Prior to the pandemic, take-out wasn’t a priority for Lost Cajun. Griffin said he fought hard to help franchisees during the shutdowns.
“We weren’t really equipped like Taco Bell or Pizza Hut are to do to-go,” he said. “So we started helping owners learn to-go, but then there were more shutdowns, and we said, ‘OK, suspend royalties indefinitely.’ We did that. Any store that had to close due to COVID, or had less than 50 percent seating, we turned it off. No royalties.”
That meant a huge drop in corporate revenue, which led to Griffin asking his corporate team to accept 50 percent pay cuts But as the pandemic and ensuing shutdowns went on, it wasn’t enough.
“We had a couple big creditors,” Griffin said. “We tried to negotiate, multiple attempts, but the only thing we could do to make sure we survive this thing was file for bankruptcy protection. That’s what we did (Thursday).”
The largest of the corporation’s creditors, per the filings, is former president and minority owner Jonathan Espey, to whom the LLC owes $651,000.
Griffin said that the future is murky, too. The pipeline of new franchisees — the backbone of his business model — is bone dry, he said.
“Who’s buying a franchise during a pandemic? We had had three in there, and got all three opened successfully, but they were under contract and under construction already,” Griffin said. “They had to go forward.

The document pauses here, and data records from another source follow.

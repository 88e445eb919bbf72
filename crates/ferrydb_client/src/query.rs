//! Compiled, parameterized queries.

use crate::database::DatabaseInner;
use crate::error::{ClientError, ClientResult};
use crate::listener::ListenerRegistration;
use ferrydb_boundary::{Engine, QueryChangeSink, QueryHandle};
use std::sync::{Arc, Weak};

/// A compiled query bound to one database.
///
/// Parameters are a flat string-keyed JSON object, replaced as a whole:
/// re-setting them does not re-compile the query text. A query lives as
/// long as its owning database; it holds only a weak back-reference and
/// fails with a usage error once the database closes.
pub struct Query {
    db: Weak<DatabaseInner>,
    engine: Arc<dyn Engine>,
    handle: QueryHandle,
}

impl std::fmt::Debug for Query {
    fn fmt(&self, f: &mut std::fmt::Formatter<'_>) -> std::fmt::Result {
        f.debug_struct("Query").field("handle", &self.handle).finish_non_exhaustive()
    }
}

impl Query {
    pub(crate) fn new(
        db: Weak<DatabaseInner>,
        engine: Arc<dyn Engine>,
        handle: QueryHandle,
    ) -> Self {
        Self { db, engine, handle }
    }

    fn database(&self, action: &str) -> ClientResult<Arc<DatabaseInner>> {
        match self.db.upgrade() {
            Some(inner) if inner.is_open() => Ok(inner),
            _ => Err(ClientError::invalid_state(format!(
                "cannot {action} a query on a closed database"
            ))),
        }
    }

    /// Runs the query against current database state.
    ///
    /// Returns a JSON-encoded array of result rows. Executing twice over
    /// unchanged data yields identical result sets.
    pub fn execute(&self) -> ClientResult<String> {
        self.database("execute")?;
        Ok(self.engine.query_execute(&self.handle)?)
    }

    /// Returns a human-readable description of the query plan.
    ///
    /// Diagnostics only; the text is not meant to be parsed.
    pub fn explain(&self) -> ClientResult<String> {
        self.database("explain")?;
        Ok(self.engine.query_explain(&self.handle)?)
    }

    /// Reads the full parameter set as one JSON object.
    pub fn parameters(&self) -> ClientResult<String> {
        self.database("read the parameters of")?;
        Ok(self.engine.query_parameters(&self.handle)?)
    }

    /// Replaces the full parameter set.
    ///
    /// There are no partial updates: read, modify, and write the whole
    /// object.
    pub fn set_parameters(&self, parameters_json: &str) -> ClientResult<()> {
        self.database("set the parameters of")?;
        Ok(self
            .engine
            .query_set_parameters(&self.handle, parameters_json)?)
    }

    /// Subscribes to live-updating results.
    ///
    /// The callback receives a fresh JSON-encoded result set on
    /// registration and again whenever data the query depends on changes.
    pub fn add_change_listener(
        &self,
        handler: impl Fn(String) + Send + Sync + 'static,
    ) -> ClientResult<ListenerRegistration> {
        let inner = self.database("listen to changes on")?;
        let engine = Arc::clone(&self.engine);
        let handle = self.handle.clone();
        inner
            .registry
            .register(Arc::clone(&self.engine), move |record| {
                let record = Arc::clone(record);
                let sink: QueryChangeSink = Box::new(move |results| {
                    if !record.is_cancelled() {
                        handler(results);
                    }
                });
                engine.add_query_listener(&handle, sink)
            })
    }
}

#[cfg(test)]
mod tests {
    use super::*;
    use crate::{Database, MutableDocument, QueryLanguage};
    use ferrydb_engine::LocalEngine;
    use serde_json::{json, Value};

    fn open() -> Database {
        Database::open(Arc::new(LocalEngine::new()), "db1", None).unwrap()
    }

    fn save(db: &Database, id: &str, body: Value) {
        let doc = MutableDocument::with_id(db, id).unwrap();
        doc.set_value(&body).unwrap();
        assert!(db.save_document(&doc).unwrap());
    }

    #[test]
    fn execute_and_explain() {
        let db = open();
        save(&db, "u1", json!({"kind": "user", "name": "Ada"}));
        save(&db, "g1", json!({"kind": "group", "name": "Ops"}));

        let query = db
            .create_query(
                QueryLanguage::Sql,
                "SELECT name FROM docs WHERE kind = 'user'",
            )
            .unwrap();

        let rows: Value = serde_json::from_str(&query.execute().unwrap()).unwrap();
        assert_eq!(rows, json!([{"name": "Ada"}]));
        assert!(query.explain().unwrap().contains("SCAN docs"));
    }

    #[test]
    fn parameters_are_read_modify_write() {
        let db = open();
        save(&db, "u1", json!({"kind": "user"}));

        let query = db
            .create_query(QueryLanguage::Json, r#"{"where": {"kind": "$kind"}}"#)
            .unwrap();

        assert_eq!(query.parameters().unwrap(), "{}");
        query.set_parameters(r#"{"kind": "user"}"#).unwrap();
        let parameters: Value = serde_json::from_str(&query.parameters().unwrap()).unwrap();
        assert_eq!(parameters, json!({"kind": "user"}));

        let rows: Value = serde_json::from_str(&query.execute().unwrap()).unwrap();
        assert_eq!(rows, json!([{"kind": "user", "_id": "u1"}]));
    }

    #[test]
    fn compile_failure_carries_diagnostic_and_database_survives() {
        let db = open();
        let err = db
            .create_query(QueryLanguage::Sql, "SELEC nonsense")
            .unwrap_err();
        assert!(!err.is_invalid_state());
        assert!(!err.to_string().is_empty());

        save(&db, "x", json!({"still": "works"}));
        assert!(db.get_document("x").unwrap().is_some());
    }

    #[test]
    fn queries_of_a_closed_database_are_unusable() {
        let db = open();
        let query = db
            .create_query(QueryLanguage::Sql, "SELECT * FROM docs")
            .unwrap();
        db.close().unwrap();

        assert!(query.execute().unwrap_err().is_invalid_state());
        assert!(query.explain().unwrap_err().is_invalid_state());
        assert!(query.parameters().unwrap_err().is_invalid_state());
        assert!(query.set_parameters("{}").unwrap_err().is_invalid_state());
        assert!(query
            .add_change_listener(|_| {})
            .unwrap_err()
            .is_invalid_state());
    }
}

They opened, did to-gos, all the things everyone else did, and we got by. But nobody’s making money. Everyone’s just surviving.”
Griffin said he hopes to have new franchisees in the pipeline by this summer. But even if that happens, the process to open a store typically takes about a year.
Attorney Amy Leitch of Akerman is representing Griffin’s companies in the bankruptcy proceedings.